▶ _WHAT TO WORK ON_
Count the lines below that contain the word "usize", and reply with only that number.

▶ _DATA FOR THIS EXERCISE_
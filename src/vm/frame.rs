use std::rc::Rc;

use crate::object::Closure;

/// Activation record of one call.
#[derive(Debug, Clone)]
pub struct Frame {
    pub closure: Rc<Closure>,
    /// Offset of the next instruction to execute.
    pub ip: usize,
    /// Stack slot of the first argument; locals follow the arguments.
    pub base_pointer: usize,
}

impl Frame {
    pub fn new(closure: Rc<Closure>, base_pointer: usize) -> Self {
        Frame { closure, ip: 0, base_pointer }
    }
}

▶ _PROBLEM SOLUTION_
3